§ What to produce: Report every line of the records below that includes the string "await".

───── Study material

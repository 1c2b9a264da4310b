//! Spreadsheet export → ticket file.
//!
//! Accepts an Excel/OpenDocument workbook (first sheet) or a `;`- or
//! `,`-separated text export, both with a header row. Column names are
//! normalized to the canonical ticket fields, values are trimmed and Excel
//! line-break artifacts are turned into `\n`. Rows with only empty values are
//! dropped.

use std::{
    fs,
    path::{Path, PathBuf},
};

use calamine::{open_workbook_auto, Data, Reader};
use csv::ReaderBuilder;
use serde_json::Value;
use tracing::{debug, info};

use crate::{error::ConvertError, ticket::Ticket};

const WORKBOOK_EXTENSIONS: &[&str] = &["xlsx", "xlsm", "xlsb", "xls", "ods"];

#[derive(Debug, Clone, PartialEq, Eq)]
pub struct ConvertReport {
    pub tickets: usize,
    pub columns: Vec<String>,
    pub output: PathBuf,
}

/// How an input file is read, chosen by its extension.
#[derive(Debug, Clone, Copy, PartialEq, Eq)]
pub enum InputFormat {
    Workbook,
    Delimited,
}

impl InputFormat {
    pub fn of(path: &Path) -> Self {
        let ext = path
            .extension()
            .and_then(|e| e.to_str())
            .map(str::to_ascii_lowercase)
            .unwrap_or_default();
        if WORKBOOK_EXTENSIONS.contains(&ext.as_str()) {
            Self::Workbook
        } else {
            Self::Delimited
        }
    }
}

/// Maps a raw column header onto a canonical field name.
pub fn normalize_column(name: &str) -> String {
    let lower = name.trim().to_lowercase();
    if lower.contains("номер") || lower.contains("билет") {
        "Номер билета".into()
    } else if lower.contains("вопрос") {
        "Вопрос".into()
    } else if lower.contains("ответ") {
        "Ответ".into()
    } else {
        name.to_string()
    }
}

pub fn clean_value(raw: &str) -> String {
    raw.trim()
        .replace("_x000D_", "\n")
        .replace("\r\n", "\n")
        .replace('\r', "\n")
}

/// `;` when the header has at least as many semicolons as commas.
pub fn detect_delimiter(header: &str) -> char {
    let semis = header.matches(';').count();
    let commas = header.matches(',').count();
    if semis > 0 && semis >= commas {
        ';'
    } else {
        ','
    }
}

/// Builds tickets from a header row and data rows. Missing trailing cells
/// count as empty.
fn tickets_from_rows<I>(header: &[String], rows: I) -> (Vec<Ticket>, Vec<String>)
where
    I: IntoIterator<Item = Vec<String>>,
{
    let columns: Vec<String> = header.iter().map(|c| normalize_column(c)).collect();
    let tickets = rows
        .into_iter()
        .filter_map(|row| {
            let mut ticket = Ticket::new();
            for (i, col) in columns.iter().enumerate() {
                let value = row.get(i).map(|v| clean_value(v)).unwrap_or_default();
                ticket.insert(col.clone(), Value::String(value));
            }
            let any = ticket
                .values()
                .any(|v| v.as_str().is_some_and(|s| !s.is_empty()));
            any.then_some(ticket)
        })
        .collect();
    (tickets, columns)
}

fn check_header(header: &[String]) -> Result<(), ConvertError> {
    if header.iter().all(|c| c.trim().is_empty()) {
        return Err(ConvertError::NoHeader);
    }
    Ok(())
}

/// Converts export text into tickets; also returns the normalized columns.
pub fn convert_text(
    text: &str,
    delimiter: Option<char>,
) -> Result<(Vec<Ticket>, Vec<String>), ConvertError> {
    let text = text.trim_start_matches('\u{feff}');
    let header_line = text
        .split(&['\r', '\n'][..])
        .next()
        .filter(|l| !l.trim().is_empty())
        .ok_or(ConvertError::NoHeader)?;
    let delimiter = delimiter.unwrap_or_else(|| detect_delimiter(header_line));
    let delimiter = u8::try_from(delimiter).map_err(|_| ConvertError::Delimiter(delimiter))?;

    let mut reader = ReaderBuilder::new()
        .delimiter(delimiter)
        .has_headers(true)
        .flexible(true)
        .from_reader(text.as_bytes());
    let header: Vec<String> = reader.headers()?.iter().map(str::to_string).collect();
    check_header(&header)?;

    let rows = reader
        .records()
        .map(|r| r.map(|rec| rec.iter().map(str::to_string).collect::<Vec<_>>()))
        .collect::<Result<Vec<_>, _>>()?;
    Ok(tickets_from_rows(&header, rows))
}

fn cell_text(cell: &Data) -> String {
    match cell {
        Data::Empty => String::new(),
        // whole numbers such as ticket numbers come back as floats
        Data::Float(f) if f.fract() == 0.0 && f.abs() < 1e15 => format!("{}", *f as i64),
        other => other.to_string(),
    }
}

/// Reads the first sheet of a workbook.
pub fn convert_workbook(path: &Path) -> Result<(Vec<Ticket>, Vec<String>), ConvertError> {
    let workbook_err = |source| ConvertError::Workbook {
        path: path.to_path_buf(),
        source,
    };
    let mut workbook = open_workbook_auto(path).map_err(workbook_err)?;
    let range = workbook
        .worksheet_range_at(0)
        .ok_or_else(|| ConvertError::NoSheet(path.to_path_buf()))?
        .map_err(workbook_err)?;
    debug!(path = %path.display(), rows = range.height(), "read worksheet");

    let mut rows = range
        .rows()
        .map(|row| row.iter().map(cell_text).collect::<Vec<_>>());
    let header = rows.next().ok_or(ConvertError::NoHeader)?;
    check_header(&header)?;
    Ok(tickets_from_rows(&header, rows))
}

/// Reads `input`, converts it and writes pretty JSON to `output`.
///
/// `delimiter` only applies to text exports.
pub fn convert_file(
    input: &Path,
    output: &Path,
    delimiter: Option<char>,
) -> Result<ConvertReport, ConvertError> {
    let (tickets, columns) = match InputFormat::of(input) {
        InputFormat::Workbook => convert_workbook(input)?,
        InputFormat::Delimited => {
            let text = fs::read_to_string(input).map_err(|source| ConvertError::Io {
                path: input.to_path_buf(),
                source,
            })?;
            convert_text(&text, delimiter)?
        }
    };
    let json = serde_json::to_string_pretty(&tickets)?;
    fs::write(output, json).map_err(|source| ConvertError::Io {
        path: output.to_path_buf(),
        source,
    })?;
    info!(input = %input.display(), output = %output.display(), tickets = tickets.len(), "converted");
    Ok(ConvertReport {
        tickets: tickets.len(),
        columns,
        output: output.to_path_buf(),
    })
}
impl ServerPool {
    pub fn new(config: ClusterConfig, connector: Arc<dyn Connector>) -> Self {
        let health = HealthCheckManager::new(Box::new(VersionHealthChecker::new(config.socket_timeout())));
        Self::with_health_check(config, connector, health)
    }

    pub fn with_health_check(config: ClusterConfig, connector: Arc<dyn Connector>, health: HealthCheckManager) -> Self {
        let servers = config.server_specs();
        let slots = servers
            .iter()
            .map(|spec| {
                let slot = ServerSlot {
                    spec: spec.clone(),
                    state: Mutex::new(SlotState::new()),
                };
                (spec.addr.clone(), Arc::new(slot))
            })
            .collect();

        Self {
            cluster: config.effective_name(),
            config,
            connector,
            health,
            servers,
            slots,
            next_id: AtomicU64::new(1),
            shut_down: AtomicBool::new(false),
            maintenance: Mutex::new(None),
        }
    }

    pub fn cluster(&self) -> &str {
        &self.cluster
    }

    pub fn config(&self) -> &ClusterConfig {
        &self.config
    }

    pub fn servers(&self) -> &[ServerSpec] {
        &self.servers
    }

    pub fn is_shut_down(&self) -> bool {
        self.shut_down.load(Ordering::SeqCst)
    }

    /// Open `init_conn` connections to every server
    pub async fn initialize(&self) -> usize {
        let target = self.config.init_conn;
        let fills = self.slots_in_order().map(|slot| async move { self.fill(&slot, target).await });
        let opened: usize = futures::future::join_all(fills).await.into_iter().sum();

        info!(
            "Initialized pool for cluster {}: {} connections across {} servers",
            self.cluster,
            opened,
            self.servers.len()
        );
        opened
    }

    /// Lease a connection to `server`
    pub async fn checkout(&self, server: &ServerSpec) -> MemcacheResult<PooledConnection> {
        let slot = self.slot(&server.addr)?;
        if self.is_shut_down() {
            return Err(MemcacheError::unavailable(&server.addr));
        }

        for attempt in 0..MAX_CHECKOUT_ATTEMPTS {
            let (acquired, pending) = {
                let mut state = slot.state.lock();
                // A probe failure in this checkout marks the server dead; later
                // attempts may still open a fresh connection.
                if attempt == 0 && !state.health.may_connect(Instant::now(), self.config.failback) {
                    return Err(MemcacheError::unavailable(&server.addr));
                }
                if let Some(conn) = state.idle.pop_back() {
                    (Acquire::Idle(conn), PendingGuard::claim(&slot.state, &mut state))
                } else if state.total() < self.config.max_conn {
                    (Acquire::Connect, PendingGuard::claim(&slot.state, &mut state))
                } else {
                    debug!("Pool for {} saturated at {} connections", server.addr, self.config.max_conn);
                    return Err(MemcacheError::unavailable(&server.addr));
                }
            };

            match acquired {
                Acquire::Idle(mut conn) => {
                    if self.config.alive_check {
                        let status = self.health.probe(&server.addr, conn.transport.as_mut()).await;
                        if !status.is_healthy() {
                            let mut state = slot.state.lock();
                            pending.release(&mut state);
                            self.mark_dead_locked(&slot.spec, &mut state, &status.to_string());
                            continue;
                        }
                    }
                    let mut state = slot.state.lock();
                    pending.release(&mut state);
                    return Ok(self.lease_locked(&slot.spec, &mut state, conn.id, conn.transport));
                }
                Acquire::Connect => {
                    let result = self.connector.connect(&slot.spec).await;
                    let mut state = slot.state.lock();
                    pending.release(&mut state);
                    return match result {
                        ConnectionResult::Success(transport) => {
                            self.mark_alive_locked(&slot.spec, &mut state);
                            let id = self.next_id();
                            Ok(self.lease_locked(&slot.spec, &mut state, id, transport))
                        }
                        failure => {
                            self.mark_dead_locked(&slot.spec, &mut state, &failure.to_string());
                            Err(MemcacheError::unavailable(&server.addr))
                        }
                    };
                }
            }
        }

        Err(MemcacheError::unavailable(&server.addr))
    }

    /// Return a leased connection.
    ///
    /// A connection that was reclaimed by maintenance, marked broken, or whose
    /// server went dead meanwhile is closed instead of going back to idle.
    pub fn checkin(&self, conn: PooledConnection) {
        let PooledConnection {
            id,
            server,
            transport,
            lease,
            broken,
        } = conn;

        let slot = match self.slots.get(&server.addr) {
            Some(slot) => slot,
            None => return,
        };

        let mut state = slot.state.lock();
        if state.leased.remove(&id).is_none() {
            debug!("Connection {} to {} was already reclaimed; dropping it", id, server.addr);
            return;
        }

        if broken || lease.is_revoked() || !state.health.alive || self.is_shut_down() {
            debug!("Closing connection {} to {}", id, server.addr);
            return;
        }

        state.idle.push_back(IdleConnection::new(id, transport));
    }

    pub fn mark_dead(&self, server: &ServerSpec, reason: &str) {
        if let Some(slot) = self.slots.get(&server.addr) {
            let mut state = slot.state.lock();
            self.mark_dead_locked(&slot.spec, &mut state, reason);
        }
    }

    pub fn mark_alive(&self, server: &ServerSpec) {
        if let Some(slot) = self.slots.get(&server.addr) {
            let mut state = slot.state.lock();
            self.mark_alive_locked(&slot.spec, &mut state);
        }
    }

    pub fn is_alive(&self, server: &ServerSpec) -> bool {
        self.slots
            .get(&server.addr)
            .map(|slot| slot.state.lock().health.alive)
            .unwrap_or(false)
    }

    pub fn snapshot(&self) -> PoolSnapshot {
        let servers = self
            .slots_in_order()
            .map(|slot| {
                let state = slot.state.lock();
                ServerSnapshot {
                    addr: slot.spec.addr.clone(),
                    idle: state.idle.len(),
                    leased: state.leased.len(),
                    pending: state.pending,
                    alive: state.health.alive,
                }
            })
            .collect();

        PoolSnapshot {
            cluster: self.cluster.clone(),
            servers,
        }
    }

    /// Stop maintenance, revoke leases and close idle connections
    pub fn shutdown(&self) {
        if self.shut_down.swap(true, Ordering::SeqCst) {
            return;
        }
        if let Some(task) = self.maintenance.lock().take() {
            task.abort();
        }

        for slot in self.slots_in_order() {
            let mut state = slot.state.lock();
            state.idle.clear();
            for (_, record) in state.leased.drain() {
                record.lease.revoke();
            }
        }
        info!("Pool for cluster {} shut down", self.cluster);
    }

    fn slot(&self, addr: &str) -> MemcacheResult<Arc<ServerSlot>> {
        self.slots
            .get(addr)
            .cloned()
            .ok_or_else(|| MemcacheError::unavailable(addr))
    }

    pub(crate) fn slots_in_order(&self) -> impl Iterator<Item = Arc<ServerSlot>> + '_ {
        self.servers.iter().filter_map(move |spec| self.slots.get(&spec.addr).cloned())
    }

    fn next_id(&self) -> u64 {
        self.next_id.fetch_add(1, Ordering::Relaxed)
    }

    fn lease_locked(
        &self,
        spec: &ServerSpec,
        state: &mut SlotState,
        id: u64,
        transport: Box<dyn crate::transport::Transport>,
    ) -> PooledConnection {
        let lease = Arc::new(LeaseState::default());
        state.leased.insert(
            id,
            LeaseRecord {
                leased_at: Instant::now(),
                lease: lease.clone(),
            },
        );
        PooledConnection {
            id,
            server: spec.clone(),
            transport,
            lease,
            broken: false,
        }
    }

    pub(crate) fn mark_dead_locked(&self, spec: &ServerSpec, state: &mut SlotState, reason: &str) {
        let was_alive = state.health.mark_dead(Instant::now(), self.config.dead_retry());
        // Idle connections to a dead server are not worth keeping
        state.idle.clear();
        if was_alive {
            warn!("Marking server {} in cluster {} dead: {}", spec.addr, self.cluster, reason);
        } else {
            debug!(
                "Server {} still dead ({}); next retry in {:?}",
                spec.addr, reason, state.health.backoff
            );
        }
    }

    pub(crate) fn mark_alive_locked(&self, spec: &ServerSpec, state: &mut SlotState) {
        if state.health.mark_alive() {
            info!("Server {} in cluster {} is back", spec.addr, self.cluster);
        }
    }

    /// Open connections until the server holds `target` (capped at `max_conn`)
    pub(crate) async fn fill(&self, slot: &ServerSlot, target: usize) -> usize {
        let target = target.min(self.config.max_conn);
        let mut opened = 0;

        loop {
            let pending = {
                let mut state = slot.state.lock();
                if self.is_shut_down()
                    || state.total() >= target
                    || !state.health.may_connect(Instant::now(), self.config.failback)
                {
                    break;
                }
                PendingGuard::claim(&slot.state, &mut state)
            };

            let result = self.connector.connect(&slot.spec).await;
            let mut state = slot.state.lock();
            pending.release(&mut state);
            match result {
                ConnectionResult::Success(transport) => {
                    self.mark_alive_locked(&slot.spec, &mut state);
                    let id = self.next_id();
                    state.idle.push_back(IdleConnection::new(id, transport));
                    opened += 1;
                }
                failure => {
                    self.mark_dead_locked(&slot.spec, &mut state, &failure.to_string());
                    break;
                }
            }
        }

        opened
    }
}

──────────

§ Expected output:
        let fills = self.slots_in_order().map(|slot| async move { self.fill(&slot, target).await });
        let opened: usize = futures::future::join_all(fills).await.into_iter().sum();
                        let status = self.health.probe(&server.addr, conn.transport.as_mut()).await;
                    let result = self.connector.connect(&slot.spec).await;
            let result = self.connector.connect(&slot.spec).await;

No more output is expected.